Now, this is a movie, and they're talking about some sort of fusion energy device. Their device looks to be WAY smaller than any fusion reactor I've ever heard about, outside of maybe Battletech. I assume it was designed with Hollywood science (i.e., bullsh*t). If I followed the exposition correctly, the reactor had some sort of core that could be modified into a bomb, that could be triggered at any moment.

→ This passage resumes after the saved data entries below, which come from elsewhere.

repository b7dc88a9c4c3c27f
pub mod prompts;
use chrono::{DateTime, Utc};
use serde::Serialize;

use crate::models::domain::{AnalysisResult, Category, OutputShape};

#[derive(Debug, Clone, Serialize)]
pub struct AnalysisResponseDto {
    pub request_id: String,
    pub generated_at: DateTime<Utc>,
    pub results: AnalysisResult,
}

impl AnalysisResponseDto {
    pub fn new(request_id: impl Into<String>, results: AnalysisResult) -> Self {
        Self {
            request_id: request_id.into(),
            generated_at: Utc::now(),
            results,
        }
    }
}

#[derive(Debug, Clone, Serialize)]
pub struct CategoryInfoDto {
    pub id: Category,
    pub name: &'static str,
    pub shape: OutputShape,
    pub outline: Vec<&'static str>,
    #[serde(skip_serializing_if = "Vec::is_empty")]
    pub levels: Vec<&'static str>,
}

impl From<Category> for CategoryInfoDto {
    fn from(category: Category) -> Self {
        CategoryInfoDto {
            id: category,
            name: category.display_name(),
            shape: category.shape(),
            outline: category.outline().to_vec(),
            levels: category.level_keys().to_vec(),
        }
    }
}

#[cfg(test)]
mod tests {
    use super::*;
    use crate::models::domain::StructuredContent;

    #[test]
    fn test_category_info_for_levels_category() {
        let dto: CategoryInfoDto = Category::Blooms.into();
        let json = serde_json::to_value(&dto).unwrap();

        assert_eq!(json["id"], "blooms");
        assert_eq!(json["shape"], "levels");
        assert_eq!(json["outline"][0], "Remember");
        assert_eq!(json["levels"][5], "create");
    }

    #[test]
    fn test_category_info_for_lines_category_omits_levels() {
        let json = serde_json::to_value(CategoryInfoDto::from(Category::KeyTerms)).unwrap();

        assert_eq!(json["shape"], "lines");
        assert!(json.get("levels").is_none());
    }

    #[test]
    fn test_analysis_response_serializes_results_by_category() {
        let mut results = AnalysisResult::new();
        results.insert(
            Category::Analogies,
            StructuredContent::Lines(vec!["Cells are like factories.".to_string()]),
        );

        let json = serde_json::to_value(AnalysisResponseDto::new("req-1", results)).unwrap();

        assert_eq!(json["request_id"], "req-1");
        assert!(json["generated_at"].is_string());
        assert_eq!(json["results"]["analogies"][0], "Cells are like factories.");
    }
}
pub const SYSTEM_PROMPT: &str = "You are an expert educator helping analyze content. Provide detailed, structured responses. Follow the requested block labels exactly, keep one item per line, and never add introductions or closing remarks.";

pub const TRUNCATION_MARKER: &str = " [truncated]";

pub const TEXT_OPEN_DELIMITER: &str = "TEXT:\n\"\"\"";
pub const TEXT_CLOSE_DELIMITER: &str = "\"\"\"";

pub const QUESTIONS_TASK: &str = "Generate Socratic questions about the text below. Ask questions that make a learner clarify the ideas, examine the assumptions behind them, and reason about their consequences. Write 2-3 open-ended questions per block; never answer them.";

pub const EXPLANATIONS_TASK: &str = "Explain the text below at four levels of expertise. The basic level uses everyday language and no jargon; the intermediate level introduces the key terminology; the advanced level covers mechanisms and relationships between ideas; the expert level discusses theory, limitations and open problems. Write 1-3 sentences per level.";

pub const PRACTICE_TASK: &str = "Create practice questions with varying difficulty based on the text below. Multiple-choice questions list their options on indented lines as a), b), c), d) and name the correct option on a final indented line starting with 'Answer:'. Short-answer questions can be answered in one or two sentences. Discussion questions require an extended argument.";

pub const KEY_TERMS_TASK: &str = "Extract the 5-10 most important terms from the text below. Write exactly one term per line in the form 'Term: definition', with definitions grounded in how the text uses the term.";

pub const SUMMARY_TASK: &str = "Summarize the text below. First list its main points, then synthesize how they connect to each other and to the overall argument.";

pub const BLOOMS_TASK: &str = "Create questions for each level of Bloom's taxonomy based on the text below. Remember questions recall facts; Understand questions explain ideas; Apply questions use ideas in new situations; Analyze questions draw connections; Evaluate questions justify a position; Create questions produce new work. Write 1-2 questions per level.";

pub const ANALOGIES_TASK: &str = "Create 3-5 analogies that explain the concepts in the text below to a newcomer. Write one analogy per line, naming the concept first, then what it is like and why the comparison holds.";

pub const CHAIN_OF_THOUGHT_TASK: &str = "Reason step by step about the central concept of the text below. Define it, place it in context, break it into components, examine its implications and integrate it with the other ideas in the text. Write 1-3 short lines per step.";

pub const SEVEN_HATS_TASK: &str = "Analyze the text below with de Bono's thinking hats. White Hat: facts and information. Red Hat: feelings and intuitions. Black Hat: risks and critical judgment. Yellow Hat: benefits and positive aspects. Green Hat: creative alternatives. Blue Hat: process and overview. Write 2-3 points per hat.";

pub const FORMAT_HEADER: &str = "FORMAT REQUIREMENTS:";

pub const FORMAT_LABELED_BLOCKS: &str = "- Start each block with its label on its own line, exactly as written here:";

pub const FORMAT_ITEMS: &str = "- Write one item per line and start every item with \"- \". Indent sub-items by two spaces.";

pub const FORMAT_FINAL_OUTPUT: &str = "- After the last block, write \"FINAL OUTPUT:\" on its own line followed by a concise, self-contained conclusion.";

pub const FORMAT_NO_PREAMBLE: &str = "- Do not add any introduction, commentary or closing remarks.";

Fair enough.

Then, for a bit of (in my opinion) unnecessary extra tension, they tossed in the fact that, if removed from its housing, this bomb becomes unstable . . . but a very precise sort of unstable, so you can predict when it will go off, to the second, 5 months from now.

Again, I think it would have made more sense if they'd just left that out. Instead, have the bomb have both an immediate trigger and a countdown. The villains could be waiting to watch Gotham fall apart, and then will cap things off by blowing up the city as they get away. When Batman gets back, he could have led the effort to free the city, and things could have gone exactly the same.

Talia, like, has the control device and presses button 1 to prime the bomb, which starts the countdown. Then when she pressed button 2 to actually set it off, the jammer stops that. Realizing Batman and company are going to try to disarm the bomb, she decides to martyr herself for the cause, and stays in the city so she can keep control of the bomb until it explodes.

But that's just a small nitpick. Overall I loved the movie.